**** Exercise materials ****
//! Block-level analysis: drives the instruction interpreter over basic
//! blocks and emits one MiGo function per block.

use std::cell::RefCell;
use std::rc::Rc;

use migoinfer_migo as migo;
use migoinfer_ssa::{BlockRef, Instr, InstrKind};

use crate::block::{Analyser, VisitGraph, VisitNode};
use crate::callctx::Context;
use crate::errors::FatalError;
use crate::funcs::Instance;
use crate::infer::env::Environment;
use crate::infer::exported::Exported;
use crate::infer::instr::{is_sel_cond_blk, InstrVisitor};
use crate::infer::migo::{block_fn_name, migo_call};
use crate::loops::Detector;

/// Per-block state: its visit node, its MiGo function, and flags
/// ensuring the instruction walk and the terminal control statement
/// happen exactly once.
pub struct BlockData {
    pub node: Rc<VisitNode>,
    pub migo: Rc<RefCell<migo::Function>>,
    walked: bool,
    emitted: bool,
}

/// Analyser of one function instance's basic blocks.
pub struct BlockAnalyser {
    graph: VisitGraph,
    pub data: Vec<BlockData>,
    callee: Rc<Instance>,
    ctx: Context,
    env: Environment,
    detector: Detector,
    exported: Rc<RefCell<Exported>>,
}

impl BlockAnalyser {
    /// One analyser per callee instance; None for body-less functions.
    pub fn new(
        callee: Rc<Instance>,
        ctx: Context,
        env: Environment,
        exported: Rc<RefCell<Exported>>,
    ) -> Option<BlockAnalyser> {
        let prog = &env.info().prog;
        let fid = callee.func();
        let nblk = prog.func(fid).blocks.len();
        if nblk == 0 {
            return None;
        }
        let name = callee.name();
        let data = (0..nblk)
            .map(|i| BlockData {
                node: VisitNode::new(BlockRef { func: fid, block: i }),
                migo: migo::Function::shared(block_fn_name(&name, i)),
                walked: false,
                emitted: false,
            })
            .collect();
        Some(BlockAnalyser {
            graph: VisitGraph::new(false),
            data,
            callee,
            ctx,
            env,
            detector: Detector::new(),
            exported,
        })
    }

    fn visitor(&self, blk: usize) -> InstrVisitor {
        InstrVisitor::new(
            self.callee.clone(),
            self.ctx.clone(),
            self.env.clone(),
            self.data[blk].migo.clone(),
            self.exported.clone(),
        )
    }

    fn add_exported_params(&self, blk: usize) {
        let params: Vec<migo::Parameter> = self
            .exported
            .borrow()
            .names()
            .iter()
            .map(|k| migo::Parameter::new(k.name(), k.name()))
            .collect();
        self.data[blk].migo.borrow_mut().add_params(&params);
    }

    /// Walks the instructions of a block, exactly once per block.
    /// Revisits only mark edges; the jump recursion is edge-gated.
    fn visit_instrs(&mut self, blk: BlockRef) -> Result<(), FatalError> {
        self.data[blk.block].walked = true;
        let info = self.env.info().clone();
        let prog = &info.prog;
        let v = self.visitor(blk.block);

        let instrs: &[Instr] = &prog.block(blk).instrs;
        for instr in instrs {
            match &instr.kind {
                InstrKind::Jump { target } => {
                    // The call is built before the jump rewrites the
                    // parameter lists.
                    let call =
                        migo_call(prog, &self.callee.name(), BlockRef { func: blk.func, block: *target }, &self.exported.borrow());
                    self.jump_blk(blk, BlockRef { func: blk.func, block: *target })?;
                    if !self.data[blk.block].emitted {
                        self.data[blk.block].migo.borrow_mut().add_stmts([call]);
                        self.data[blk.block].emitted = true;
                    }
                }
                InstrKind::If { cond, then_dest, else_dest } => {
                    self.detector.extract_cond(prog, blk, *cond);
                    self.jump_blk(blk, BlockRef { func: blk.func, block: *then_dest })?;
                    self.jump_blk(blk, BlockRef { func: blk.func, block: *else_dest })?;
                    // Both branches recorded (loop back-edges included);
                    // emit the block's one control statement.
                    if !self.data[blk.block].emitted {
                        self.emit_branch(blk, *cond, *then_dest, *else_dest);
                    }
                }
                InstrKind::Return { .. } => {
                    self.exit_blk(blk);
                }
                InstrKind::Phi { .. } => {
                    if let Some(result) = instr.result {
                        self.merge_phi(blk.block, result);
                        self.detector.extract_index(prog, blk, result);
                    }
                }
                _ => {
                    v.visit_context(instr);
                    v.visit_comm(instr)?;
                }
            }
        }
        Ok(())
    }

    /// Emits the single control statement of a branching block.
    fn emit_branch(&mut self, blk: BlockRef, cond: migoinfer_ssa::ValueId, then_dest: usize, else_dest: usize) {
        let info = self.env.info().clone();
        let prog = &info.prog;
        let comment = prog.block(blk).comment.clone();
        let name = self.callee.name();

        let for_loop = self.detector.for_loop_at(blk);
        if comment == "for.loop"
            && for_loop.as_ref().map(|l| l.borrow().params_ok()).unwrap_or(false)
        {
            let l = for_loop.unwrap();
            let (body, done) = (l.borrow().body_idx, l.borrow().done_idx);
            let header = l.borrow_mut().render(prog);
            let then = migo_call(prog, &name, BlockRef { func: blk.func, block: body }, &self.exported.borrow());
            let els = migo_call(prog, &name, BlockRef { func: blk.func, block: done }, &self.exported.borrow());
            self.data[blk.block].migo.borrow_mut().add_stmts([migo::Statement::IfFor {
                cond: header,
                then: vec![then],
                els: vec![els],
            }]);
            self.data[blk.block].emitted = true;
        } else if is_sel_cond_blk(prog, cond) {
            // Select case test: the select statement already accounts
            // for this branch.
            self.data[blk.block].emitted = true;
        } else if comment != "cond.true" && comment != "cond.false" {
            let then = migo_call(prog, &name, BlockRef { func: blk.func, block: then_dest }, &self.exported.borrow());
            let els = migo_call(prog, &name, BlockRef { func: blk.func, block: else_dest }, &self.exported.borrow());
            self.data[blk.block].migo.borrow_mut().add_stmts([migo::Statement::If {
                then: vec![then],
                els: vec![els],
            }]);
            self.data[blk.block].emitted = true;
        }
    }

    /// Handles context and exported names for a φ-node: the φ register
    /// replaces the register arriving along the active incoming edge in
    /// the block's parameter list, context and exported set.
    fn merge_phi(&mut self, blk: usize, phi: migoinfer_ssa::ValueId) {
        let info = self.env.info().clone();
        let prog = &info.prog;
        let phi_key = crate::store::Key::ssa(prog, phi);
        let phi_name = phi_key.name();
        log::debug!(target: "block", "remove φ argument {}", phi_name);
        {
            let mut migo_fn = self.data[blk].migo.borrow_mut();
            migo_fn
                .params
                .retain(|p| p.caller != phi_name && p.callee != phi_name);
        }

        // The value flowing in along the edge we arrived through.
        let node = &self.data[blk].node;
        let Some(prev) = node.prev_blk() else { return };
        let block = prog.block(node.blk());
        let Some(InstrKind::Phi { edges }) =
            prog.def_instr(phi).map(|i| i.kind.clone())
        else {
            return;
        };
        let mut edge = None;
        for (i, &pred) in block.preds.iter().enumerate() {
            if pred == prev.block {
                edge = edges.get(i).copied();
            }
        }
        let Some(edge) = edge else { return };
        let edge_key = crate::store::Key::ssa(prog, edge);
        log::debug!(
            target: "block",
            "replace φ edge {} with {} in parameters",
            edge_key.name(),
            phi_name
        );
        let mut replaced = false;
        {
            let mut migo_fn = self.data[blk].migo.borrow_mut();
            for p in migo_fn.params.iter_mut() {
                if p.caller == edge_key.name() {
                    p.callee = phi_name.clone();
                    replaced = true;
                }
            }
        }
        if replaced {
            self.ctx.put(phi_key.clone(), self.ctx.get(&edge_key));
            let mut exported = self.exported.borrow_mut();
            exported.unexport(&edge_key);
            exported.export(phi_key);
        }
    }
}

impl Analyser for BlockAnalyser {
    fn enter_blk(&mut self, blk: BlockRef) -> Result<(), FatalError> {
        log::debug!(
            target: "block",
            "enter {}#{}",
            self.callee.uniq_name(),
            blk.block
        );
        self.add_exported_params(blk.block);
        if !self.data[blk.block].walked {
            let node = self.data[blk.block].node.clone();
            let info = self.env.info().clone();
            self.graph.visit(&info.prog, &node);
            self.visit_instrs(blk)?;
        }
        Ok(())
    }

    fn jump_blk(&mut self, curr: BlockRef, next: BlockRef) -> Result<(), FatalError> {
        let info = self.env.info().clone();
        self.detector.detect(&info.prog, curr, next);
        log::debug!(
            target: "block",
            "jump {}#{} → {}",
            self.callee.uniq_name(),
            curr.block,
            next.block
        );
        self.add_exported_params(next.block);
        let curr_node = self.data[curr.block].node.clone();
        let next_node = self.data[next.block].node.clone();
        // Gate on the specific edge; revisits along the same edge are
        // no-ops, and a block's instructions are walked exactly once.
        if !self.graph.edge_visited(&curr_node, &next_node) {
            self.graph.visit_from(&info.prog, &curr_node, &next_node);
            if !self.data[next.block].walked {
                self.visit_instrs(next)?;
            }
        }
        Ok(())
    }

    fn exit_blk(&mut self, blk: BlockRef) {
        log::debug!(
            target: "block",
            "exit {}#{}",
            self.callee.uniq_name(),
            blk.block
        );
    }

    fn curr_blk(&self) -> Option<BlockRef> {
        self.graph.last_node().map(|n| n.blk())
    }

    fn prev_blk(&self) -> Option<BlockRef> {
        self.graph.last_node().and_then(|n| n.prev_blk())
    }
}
****
Activity
Reprint exactly the lines above that start at the one with "self.ctx.put(phi_key.clone(), self.ctx.get(&edge_key));" and end at the one with "fn prev_blk(&self) ->", keeping both and adding none.

Answer area
            self.ctx.put(phi_key.clone(), self.ctx.get(&edge_key));
            let mut exported = self.exported.borrow_mut();
            exported.unexport(&edge_key);
            exported.export(phi_key);
        }
    }
}

impl Analyser for BlockAnalyser {
    fn enter_blk(&mut self, blk: BlockRef) -> Result<(), FatalError> {
        log::debug!(
            target: "block",
            "enter {}#{}",
            self.callee.uniq_name(),
            blk.block
        );
        self.add_exported_params(blk.block);
        if !self.data[blk.block].walked {
            let node = self.data[blk.block].node.clone();
            let info = self.env.info().clone();
            self.graph.visit(&info.prog, &node);
            self.visit_instrs(blk)?;
        }
        Ok(())
    }

    fn jump_blk(&mut self, curr: BlockRef, next: BlockRef) -> Result<(), FatalError> {
        let info = self.env.info().clone();
        self.detector.detect(&info.prog, curr, next);
        log::debug!(
            target: "block",
            "jump {}#{} → {}",
            self.callee.uniq_name(),
            curr.block,
            next.block
        );
        self.add_exported_params(next.block);
        let curr_node = self.data[curr.block].node.clone();
        let next_node = self.data[next.block].node.clone();
        // Gate on the specific edge; revisits along the same edge are
        // no-ops, and a block's instructions are walked exactly once.
        if !self.graph.edge_visited(&curr_node, &next_node) {
            self.graph.visit_from(&info.prog, &curr_node, &next_node);
            if !self.data[next.block].walked {
                self.visit_instrs(next)?;
            }
        }
        Ok(())
    }

    fn exit_blk(&mut self, blk: BlockRef) {
        log::debug!(
            target: "block",
            "exit {}#{}",
            self.callee.uniq_name(),
            blk.block
        );
    }

    fn curr_blk(&self) -> Option<BlockRef> {
        self.graph.last_node().map(|n| n.blk())
    }

    fn prev_blk(&self) -> Option<BlockRef> {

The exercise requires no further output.